As a mother of two toddlers, I know it can be really exhausting to hold your nerve and be need-based every time there’s a boo-boo or disagreement. Mindfulness must be learned – of course, it’s hard when you yourself were not treated mindfully in your own childhood.
Why I snapped
All this pent up rage came up in me.
The lioness who wants to defend her children.
The child who was not heard and not taken seriously.
The child who was subjected to the power of the parents.
The child who was not allowed to decide.
All the anger from my childhood that I was not allowed to live out, that I was not accompanied in, came up.
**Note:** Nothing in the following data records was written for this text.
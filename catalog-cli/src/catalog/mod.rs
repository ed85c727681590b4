//! Product catalog: entity, pagination, seeding and the stock store seam

pub mod page;
pub mod product;
pub mod seed;
pub mod store;

pub use page::{DEFAULT_PER_PAGE, Page};
pub use product::{Product, ProductData};
pub use store::{ChunkReceipt, MemoryStockStore, QuantityUpdate, SqliteStockStore, StockStore};
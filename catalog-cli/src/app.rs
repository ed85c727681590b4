//! Wiring of configuration, database, storage and queue

use anyhow::{Context, Result};
use sqlx::SqlitePool;
use std::sync::Arc;

use crate::catalog::{SqliteStockStore, StockStore};
use crate::config::{Config, repository};
use crate::import::{
    FileStorage, ImportService, ImportWorker, JobQueue, LocalStorage, SqliteJobQueue,
};

/// Shared handles every command works with
#[derive(Clone)]
pub struct AppContext {
    pub config: Config,
    pub pool: SqlitePool,
    pub storage: Arc<dyn FileStorage>,
    pub queue: Arc<dyn JobQueue>,
    pub store: Arc<dyn StockStore>,
}

impl AppContext {
    /// Connect to the configured database and storage root
    pub async fn open(config: Config) -> Result<Self> {
        let pool = repository::connect(&config.database_url).await?;

        tokio::fs::create_dir_all(&config.storage_root)
            .await
            .with_context(|| {
                format!(
                    "Failed to create storage directory: {}",
                    config.storage_root.display()
                )
            })?;
        let storage = Arc::new(LocalStorage::new(config.storage_root.clone()));

        Ok(Self::with_parts(config, pool, storage))
    }

    /// Assemble a context from an existing pool and storage backend
    pub fn with_parts(config: Config, pool: SqlitePool, storage: Arc<dyn FileStorage>) -> Self {
        let queue = Arc::new(
            SqliteJobQueue::new(pool.clone()).with_max_attempts(config.worker.max_attempts),
        );
        let store = Arc::new(SqliteStockStore::new(pool.clone()));

        Self {
            config,
            pool,
            storage,
            queue,
            store,
        }
    }

    pub fn import_service(&self) -> ImportService {
        ImportService::new(self.storage.clone(), self.queue.clone())
            .with_max_upload_bytes(self.config.import.max_upload_bytes)
    }

    pub fn worker(&self) -> ImportWorker {
        ImportWorker::new(self.storage.clone(), self.queue.clone(), self.store.clone())
            .with_chunk_size(self.config.import.chunk_size)
            .with_poll_interval(self.config.worker.poll_interval())
            .with_stale_after(self.config.worker.stale_after())
    }
}
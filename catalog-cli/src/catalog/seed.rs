//! Reference catalog and a random product factory

use rand::Rng;
use rand::seq::IndexedRandom;
use std::collections::HashSet;

use super::product::ProductData;

/// `(id, model, capacity, quantity)` of the reference phones
const REFERENCE_STOCK: [(i64, &str, &str, i64); 5] = [
    (4450, "iPhone SE", "2GB/16GB", 13),
    (4768, "iPhone SE", "2GB/32GB", 30),
    (4451, "iPhone SE", "2GB/64GB", 20),
    (4574, "iPhone SE", "2GB/128GB", 16),
    (6039, "iPhone SE (2020)", "3GB/64GB", 18),
];

const FACTORY_MODELS: [&str; 5] = [
    "iPhone SE",
    "iPhone SE (2020)",
    "iPhone 11",
    "iPhone 13",
    "iPhone 14",
];

const FACTORY_CAPACITIES: [&str; 6] = [
    "2GB/16GB",
    "2GB/32GB",
    "2GB/64GB",
    "2GB/128GB",
    "3GB/64GB",
    "4GB/128GB",
];

pub const FACTORY_ID_RANGE: std::ops::RangeInclusive<i64> = 4000..=9999;

pub fn reference_products() -> Vec<ProductData> {
    REFERENCE_STOCK
        .iter()
        .map(|(id, model, capacity, quantity)| {
            ProductData::new("Smartphone", "Apple", *model, *capacity, *quantity).with_id(*id)
        })
        .collect()
}

/// Up to `count` random products with distinct ids in [`FACTORY_ID_RANGE`],
/// none of which appear in `taken`. Fewer are returned once the range runs out.
pub fn fake_products<R: Rng + ?Sized>(
    rng: &mut R,
    count: usize,
    taken: &HashSet<i64>,
) -> Vec<ProductData> {
    let available = FACTORY_ID_RANGE
        .clone()
        .filter(|id| !taken.contains(id))
        .count();
    let count = count.min(available);

    let mut used = HashSet::with_capacity(count);
    let mut products = Vec::with_capacity(count);

    while products.len() < count {
        let id = rng.random_range(FACTORY_ID_RANGE);
        if taken.contains(&id) || !used.insert(id) {
            continue;
        }

        let model = FACTORY_MODELS.choose(rng).copied().unwrap_or(FACTORY_MODELS[0]);
        let capacity = FACTORY_CAPACITIES
            .choose(rng)
            .copied()
            .unwrap_or(FACTORY_CAPACITIES[0]);

        products.push(
            ProductData::new("Smartphone", "Apple", model, capacity, rng.random_range(5..=50))
                .with_id(id),
        );
    }

    products
}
I saw myself, as a defenceless, two-year-old girl in front of me. Who has no choice. The one who sits there in front of me crying and completely desperate – my childhood to go through.
I snapped – because I could. And because I wanted it.
Because I didn’t want anyone to talk to my little self like that.
No one to tell me, as a grown woman, not to act out – and even if I had, I wouldn’t have cared.
Cause it doesn’t matter what others think
It doesn’t matter what others might think. You think it anyway. Maybe they think something completely different.
This is not about you, your upbringing or the thoughts or whispers of strangers.
It is about a person who deserves to be taken seriously. Who wants company in his grief or rage – just as you laugh along when your child laughs.
The point is that everyone deserves to be taken seriously and accepted – whether you find their behavior ridiculous or not. For it is not the behavior that is ridiculous, but your thought that it is ridiculous.
No one in need is ridiculous, it’s just that we think about what others think of us and our parenting skills.
The child in me is still hurt
No amount of freaking out is going to change that – even if it did some real good.
I separate myself from people who don’t value me and accept that I don’t become such a -sorry- shitty authoritarian mother who can’t let her own children grow up mindfully because she is still hurt from her own childhood and so convinced that violence and power are the non plus ultra.
I was given my children to love them unconditionally – and not to tie our love to conditions (obedience, etc).
I got them because I know they are perfect the way they are – and not perfect until I shape them the way I want them to be.
"Your children are not your children.
They are the sons and daughters of life’s longing for itself.
They come through you, but not from you,
And even though they are with you, they are not yours.
You may give them your love, but not your thoughts,
Because they have their own thoughts.
You may give a house to their bodies, but not to their souls,
For their souls dwell in the house of tomorrow, which you cannot visit, not even in your dreams.
You may strive to be like them, but do not try to make them like you.
For life does not run backwards, nor does it dwell in yesterday.
You are the bows from which your children are sent out as living arrows.
Sagittarius sees the target on the path of infinity,
and He stretches you with His might, that His arrows may fly swift and far.
Let your bow be aimed at joy by the hand of the archer;
For just as He loves the arrow that flies, He also loves the bow that is steady.
Khalil Gibran, Arab poet, 1883-1931″ ( source )
Take your inner child seriously
You would have surely wished that your parents would have reacted mindfully and empathically when you were in need – then see your own inner child sitting next to your angry child.
It speaks quietly and sensitively to your child, saying it’s okay to be angry.
And that mom and dad will comfort and reassure it right away and they don’t care what others think, because what really matters is that your child gets the company it needs and not what others think of you and your child.
I did not have a child to then be judged by strangers as if they were the "Jury of Life".